Причиной возникновения СБК могут быть: миелопролиферативные заболевания, пароксизмальная ночная гемоглобинурия, антифосфолипидный синдром, синдром Бехчета, прием оральных контрацептивов, беременность и послеродовый период, злокачественные опухоли любой локализации. А так же наследственные факторы.
Клиническая картина.
Клиническая симптоматика разнообразна. В 15- 20% случаев больные вовсе не имеют клинических симптомов, что свидетельствует о хорошо развитых коллатералях.
Более типичен острый СБК, проявляющийся «триадой» клинических признаков в виде абдоминалгий, быстро нарастающего асцита, и гепатомегалии. Кроме того может отмечаться тошнота, рвота, лихорадка и желтуха, но необходимо помнить , что изменения функциональных печеночных тестов наблюдается не всегда.
Диагностика.
Основу диагностики СБК составляют визуализирующие методы. Скрининговым методом является ультразвуковая диагностика с допплерографией, где отмечается отек, неоднородность паренхимы, отсутствие кровотока в печеночных венах или лоцирующие тромбы в печеночных венах или в нижней полой вене.
Эквивалентом тромбоза печеночных вен является отсутствие их визуализации или резкое сужение их просвета. Однако, важно помнить, что указанные изменения неспецифичны и могут выявляться при циррозе печени любой этиологии.
Более типичным признаком по данным УЗИ являются внутрипеченочные коллатерали с венозным характером кровотока и гипертрофия хвостатой доли.
Основными методами диагностики СБК остаются КТ и МРТ с контрастированием, позволяющие охарактеризовать венозный застой в печени и выявить, в том числе, некротические участки и участки кровоизлияний в паренхиму печени, а так же формирующиеся внутрипеченочные субкасулярные коллатерали и гипертрофию хвостатой доли печени и регенераторные узлы. Биопсия печени редко используется для диагностики СБК в связи с риском кровотечения.
Лечение.
На первом этапе, максимально рано, при отсутствии противопоказаний, назначаются антикоагулянты для предотвращения нарастания степени тромбоза. При этом всегда требуется учет соотношения «возможная польза/потенциальный риск». Продолжительность антикоагулянтной терапии может быть разной (3-6 месяцев ), в том числе и пожизненной.
Следующий важный этап оказания медицинской помощи предполагает лечение проявлений поражения печени, в первую очередь, портальной гипертензии, в частности асцита с помощью стандартной диуретической терапии. Однако, необходимо избегать (по возможности) дозированных лапароцентезов из-за высокого риска кровотечения.
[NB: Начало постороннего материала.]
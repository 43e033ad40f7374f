//! Data models for Lifeline.
//!
//! The central aggregate is [`EmergencyRecord`]: one per activation, logically
//! permanent, owning an append-only location history and an append-only media
//! asset log. Children ([`LocationSample`], [`MediaAsset`]) are immutable once
//! created and are never re-attached to a different record.
//!
//! Media payload bytes are **never** inlined into the queryable record; a
//! [`MediaAsset`] carries only an opaque `payload_ref` resolved through the
//! store.

use chrono::{DateTime, Utc};
use serde::{Deserialize, Serialize};
use uuid::Uuid;

/// Maximum number of samples retained in a record's location history.
///
/// The history is a ring: once full, the oldest sample is evicted so the
/// newest is always last. The latest sample is additionally mirrored in
/// [`EmergencyRecord::location`].
pub const LOCATION_HISTORY_CAP: usize = 100;

/// What triggered an activation.
#[derive(Debug, Clone, Copy, PartialEq, Eq, Serialize, Deserialize)]
#[serde(rename_all = "kebab-case")]
pub enum EmergencyKind {
    /// The hold-to-confirm panic control.
    Panic,
    /// An explicit SOS initiated from a menu rather than the panic control.
    ManualSos,
    /// Raised after a configured period of user inactivity.
    Inactivity,
    /// Raised by an external distress signal (e.g. a paired wearable).
    Distress,
}

impl EmergencyKind {
    /// Stable string form used in SQLite and in alert bodies.
    pub fn as_str(self) -> &'static str {
        match self {
            EmergencyKind::Panic => "panic",
            EmergencyKind::ManualSos => "manual-sos",
            EmergencyKind::Inactivity => "inactivity",
            EmergencyKind::Distress => "distress",
        }
    }

    pub fn parse(s: &str) -> Option<Self> {
        match s {
            "panic" => Some(EmergencyKind::Panic),
            "manual-sos" => Some(EmergencyKind::ManualSos),
            "inactivity" => Some(EmergencyKind::Inactivity),
            "distress" => Some(EmergencyKind::Distress),
            _ => None,
        }
    }
}

/// Lifecycle status of an [`EmergencyRecord`].
///
/// Transitions are monotonic: `active` is entered once at creation, and from
/// there exactly one of `resolved` or `cancelled` is reached, exactly once.
/// No record ever leaves a terminal state.
#[derive(Debug, Clone, Copy, PartialEq, Eq, Serialize, Deserialize)]
#[serde(rename_all = "lowercase")]
pub enum RecordStatus {
    Active,
    Resolved,
    Cancelled,
}

impl RecordStatus {
    pub fn as_str(self) -> &'static str {
        match self {
            RecordStatus::Active => "active",
            RecordStatus::Resolved => "resolved",
            RecordStatus::Cancelled => "cancelled",
        }
    }

    pub fn parse(s: &str) -> Option<Self> {
        match s {
            "active" => Some(RecordStatus::Active),
            "resolved" => Some(RecordStatus::Resolved),
            "cancelled" => Some(RecordStatus::Cancelled),
            _ => None,
        }
    }

    /// Whether this status can never change again.
    pub fn is_terminal(self) -> bool {
        !matches!(self, RecordStatus::Active)
    }
}

/// One position fix. Immutable once created.
#[derive(Debug, Clone, PartialEq, Serialize, Deserialize)]
pub struct LocationSample {
    pub lat: f64,
    pub lng: f64,
    /// Horizontal accuracy radius in meters, when the source reports one.
    pub accuracy_m: Option<f64>,
    /// Reverse-geocoded address, when the source resolves one.
    pub address: Option<String>,
    /// Capture time as epoch milliseconds (server clock).
    pub captured_at_ms: i64,
}

/// Which device stream produced a media asset.
#[derive(Debug, Clone, Copy, PartialEq, Eq, Hash, Serialize, Deserialize)]
#[serde(rename_all = "lowercase")]
pub enum SourceStream {
    Front,
    Rear,
    /// The continuous audio+video recording.
    Combined,
}

impl SourceStream {
    pub fn as_str(self) -> &'static str {
        match self {
            SourceStream::Front => "front",
            SourceStream::Rear => "rear",
            SourceStream::Combined => "combined",
        }
    }

    pub fn parse(s: &str) -> Option<Self> {
        match s {
            "front" => Some(SourceStream::Front),
            "rear" => Some(SourceStream::Rear),
            "combined" => Some(SourceStream::Combined),
            _ => None,
        }
    }
}

#[derive(Debug, Clone, Copy, PartialEq, Eq, Serialize, Deserialize)]
#[serde(rename_all = "lowercase")]
pub enum MediaKind {
    Photo,
    Video,
}

impl MediaKind {
    pub fn as_str(self) -> &'static str {
        match self {
            MediaKind::Photo => "photo",
            MediaKind::Video => "video",
        }
    }

    pub fn parse(s: &str) -> Option<Self> {
        match s {
            "photo" => Some(MediaKind::Photo),
            "video" => Some(MediaKind::Video),
            _ => None,
        }
    }
}

/// Metadata for one captured still or the finalized recording.
///
/// Immutable once created; deletable individually or en masse. The payload
/// bytes live behind `payload_ref` and are fetched separately.
#[derive(Debug, Clone, Serialize, Deserialize)]
pub struct MediaAsset {
    pub id: Uuid,
    pub kind: MediaKind,
    pub source: SourceStream,
    pub mime_type: String,
    pub byte_size: i64,
    pub captured_at_ms: i64,
    /// Opaque handle to the externally stored bytes.
    pub payload_ref: String,
}

impl MediaAsset {
    /// Build an asset for freshly captured bytes, minting its payload ref.
    pub fn for_capture(
        kind: MediaKind,
        source: SourceStream,
        mime_type: impl Into<String>,
        byte_size: usize,
        captured_at_ms: i64,
    ) -> Self {
        let id = Uuid::new_v4();
        MediaAsset {
            id,
            kind,
            source,
            mime_type: mime_type.into(),
            byte_size: byte_size as i64,
            captured_at_ms,
            payload_ref: format!("payload:{id}"),
        }
    }
}

/// An emergency contact, snapshotted from the user profile at activation time.
///
/// The pipeline never subscribes to later profile edits: the list read at
/// `activate` is the list alerted for the whole session.
#[derive(Debug, Clone, PartialEq, Eq, Serialize, Deserialize)]
pub struct Contact {
    pub id: String,
    pub name: String,
    pub phone: String,
}

/// One emergency session. Created at activation, retained forever for audit.
#[derive(Debug, Clone, Serialize, Deserialize)]
pub struct EmergencyRecord {
    pub id: Uuid,
    pub owner_id: String,
    pub kind: EmergencyKind,
    pub status: RecordStatus,
    pub created_at: DateTime<Utc>,
    /// Latest known position, mirrored from the history tail.
    pub location: Option<LocationSample>,
    /// Capped ring of samples, newest-last. See [`LOCATION_HISTORY_CAP`].
    pub location_history: Vec<LocationSample>,
    /// Append-only, never reordered.
    pub media_assets: Vec<MediaAsset>,
    /// Ids of contacts successfully alerted for this record.
    pub contacts_notified: Vec<String>,
    /// True if any write for this record was absorbed by the in-memory
    /// fallback instead of the durable backend. Once true, stays true.
    pub served_by_fallback: bool,
    /// Set exactly once, on the transition to `resolved`.
    pub resolved_at: Option<DateTime<Utc>>,
}

impl EmergencyRecord {
    pub fn new(
        owner_id: impl Into<String>,
        kind: EmergencyKind,
        initial_location: Option<LocationSample>,
    ) -> Self {
        let mut record = EmergencyRecord {
            id: Uuid::new_v4(),
            owner_id: owner_id.into(),
            kind,
            status: RecordStatus::Active,
            created_at: Utc::now(),
            location: None,
            location_history: Vec::new(),
            media_assets: Vec::new(),
            contacts_notified: Vec::new(),
            served_by_fallback: false,
            resolved_at: None,
        };
        if let Some(sample) = initial_location {
            record.push_location(sample);
        }
        record
    }

    /// Append a sample, evicting the oldest once the ring is full, and mirror
    /// it as the latest location.
    pub fn push_location(&mut self, sample: LocationSample) {
        if self.location_history.len() >= LOCATION_HISTORY_CAP {
            self.location_history.remove(0);
        }
        self.location = Some(sample.clone());
        self.location_history.push(sample);
    }
}

/// Opaque handle returned by `activate` and threaded through every other call.
///
/// Carries enough identity for the store to adopt the record into the fallback
/// backend without a durable read; callers treat it as opaque.
#[derive(Debug, Clone, PartialEq, Serialize, Deserialize)]
pub struct RecordHandle {
    pub(crate) id: Uuid,
    pub(crate) owner_id: String,
    pub(crate) kind: EmergencyKind,
    pub(crate) created_at: DateTime<Utc>,
}

impl RecordHandle {
    pub fn id(&self) -> Uuid {
        self.id
    }

    pub fn owner_id(&self) -> &str {
        &self.owner_id
    }

    pub fn kind(&self) -> EmergencyKind {
        self.kind
    }

    pub(crate) fn for_record(record: &EmergencyRecord) -> Self {
        RecordHandle {
            id: record.id,
            owner_id: record.owner_id.clone(),
            kind: record.kind,
            created_at: record.created_at,
        }
    }
}

// ============================================================================
// HTTP API types
// ============================================================================

/// Request body for POST /activate.
#[derive(Debug, Clone, Deserialize)]
pub struct ActivateRequest {
    pub owner_id: String,
    pub kind: EmergencyKind,
}

/// Response for POST /activate and POST /hold/:id/release (when armed).
#[derive(Debug, Clone, Serialize)]
pub struct ActivateResponse {
    pub record_id: Uuid,
    pub status: RecordStatus,
    /// False means durably saved; true means the session lives in the
    /// in-memory fallback and is not yet confirmed.
    pub served_by_fallback: bool,
}

/// Request body for POST /hold.
#[derive(Debug, Clone, Deserialize)]
pub struct HoldRequest {
    pub owner_id: String,
    #[serde(default = "default_hold_kind")]
    pub kind: EmergencyKind,
}

fn default_hold_kind() -> EmergencyKind {
    EmergencyKind::Panic
}

/// Response for POST /hold.
#[derive(Debug, Clone, Serialize)]
pub struct HoldStartedResponse {
    pub session_id: Uuid,
    /// How long the control must be held before activation fires.
    pub window_ms: u64,
}

/// Response for GET /hold/:id.
#[derive(Debug, Clone, Serialize)]
pub struct HoldProgressResponse {
    pub session_id: Uuid,
    pub elapsed_ms: u64,
    /// 0.0..=1.0 fraction of the confirmation window elapsed.
    pub progress: f32,
    pub armed: bool,
}

/// Response for POST /hold/:id/release.
#[derive(Debug, Clone, Serialize)]
pub struct HoldReleaseResponse {
    /// True if the hold lasted the full window and an activation fired.
    pub activated: bool,
    #[serde(skip_serializing_if = "Option::is_none")]
    pub record: Option<ActivateResponse>,
}

/// Query parameters for GET /records.
#[derive(Debug, Deserialize)]
pub struct RecordsQuery {
    pub owner_id: String,
    /// Optional status filter ("active", "resolved", "cancelled").
    pub status: Option<RecordStatus>,
    #[serde(default = "default_records_limit")]
    pub limit: u32,
}

fn default_records_limit() -> u32 {
    20
}

/// Compact row for GET /records (newest first).
#[derive(Debug, Clone, Serialize)]
pub struct RecordSummary {
    pub id: Uuid,
    pub kind: EmergencyKind,
    pub status: RecordStatus,
    pub created_at: DateTime<Utc>,
    pub location: Option<LocationSample>,
    pub media_count: usize,
    pub served_by_fallback: bool,
    pub resolved_at: Option<DateTime<Utc>>,
}

impl RecordSummary {
    pub fn from_record(record: &EmergencyRecord) -> Self {
        RecordSummary {
            id: record.id,
            kind: record.kind,
            status: record.status,
            created_at: record.created_at,
            location: record.location.clone(),
            media_count: record.media_assets.len(),
            served_by_fallback: record.served_by_fallback,
            resolved_at: record.resolved_at,
        }
    }
}

/// Response for GET /records.
#[derive(Debug, Clone, Serialize)]
pub struct RecordsResponse {
    pub records: Vec<RecordSummary>,
    /// True when the durable backend was unreachable and only fallback
    /// records are listed.
    pub fallback_only: bool,
}

/// Query parameters for DELETE /records/:id/media.
#[derive(Debug, Deserialize)]
pub struct DeleteMediaQuery {
    /// Delete one asset; omit to delete all media for the record.
    pub asset_id: Option<Uuid>,
}

/// Response for DELETE /records/:id/media.
#[derive(Debug, Clone, Serialize)]
pub struct DeleteMediaResponse {
    pub deleted: usize,
}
При отсутствии успеха тромболитической терапии или у больных с манифестной клинической симптоматикой необходима попытка проведения реканализирующих процедур ангиохирургической направленности, например чрезкожной транслюминальной ангиопластики со стентированием (при условии непротяженного тромба).
Наиболее оправданным у больных с сохраняющейся тромботической окклюзией печеночных вен является проведение шунтирующих операций, среди которых совершенно очевидны преимущества трансъюгулярного внутрипеченочного стент-шунта в сравнении с классическими хирургическими шунтами. Перед установкой трансъюгулярного внутрипеченочного стент-шунта возможно проведение кавограммы, демонстрирующей ценные диагностические данные в отношении СБК.
Наконец, в качестве возможного последнего мероприятия показано проведение ортотопической трансплантации печени, результаты которой при СБК не хуже, чем при других формах поражения печени.